Bild: "Die Antipathien gegenüber sämtlichen Offiziellen wachsen": Fans des FC…
BERLIN taz | Es ist Fußballsamstag in Berlin. Die Fans strömen ins
Olympiastadion. Sie tragen Blau und Weiß. Vor den Eingängen der Ostkurve
hat die Ultragruppierung "Harlekins" ihren "Fanstand" aufgeschlagen. Dort
werden Handzettel verteilt. Polizeitrupps patrouillieren am Stand vorbei.
"He, was soll das denn!?", ruft ein Ultrafan, der sich von den
Ordnungshütern belästigt fühlt. Sein Kollege verteilt derweil weiter seine
Handzettel von der Initiative "ProFans".
Es geht um das aktuelle Verbot von Pyrotechnik durch den Deutschen
Fußball-Bund (DFB). Die Leuchtstäbe gehören nach Meinung der Ultras zu
ihren Choreografien dazu wie der Weihrauch zur katholischen Sonntagsmesse.
Aber der Verband hat vor diesem Spieltag Bastapolitik betrieben und die
Hoffnung der Fans auf eine partielle Pyrofreigabe im Keim erstickt.
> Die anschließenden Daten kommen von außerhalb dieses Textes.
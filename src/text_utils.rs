use base64::{engine::general_purpose::STANDARD, Engine};
use chrono::{DateTime, Utc};

pub fn format_date_time(date_time: &DateTime<Utc>) -> (String, String) {
    let date = date_time.format("%Y-%m-%d").to_string();
    let time = date_time.format("%H:%M:%S").to_string();
    (date, time)
}

/// First `max_chars` characters of `text`, with "..." appended.
pub fn preview(text: &str, max_chars: usize) -> String {
    let mut summary: String = text.chars().take(max_chars).collect();
    summary.push_str("...");
    summary
}

/// Size in bytes of the data encoded by a base64 string, or `None` when the
/// string is not valid base64.
pub fn base64_decoded_len(encoded: &str) -> Option<usize> {
    STANDARD.decode(encoded.trim()).ok().map(|data| data.len())
}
Die
etwa 50 Ultragruppierungen, zusammengeschlossen zur Kampagne "Pyrotechnik
legalisieren - Emotionen respektieren", haben über Monate im Dialog mit
Funktionären gestanden, doch nach dem Handstreich der Verbandsoberen in
Frankfurt verstehen sie die Welt nicht mehr.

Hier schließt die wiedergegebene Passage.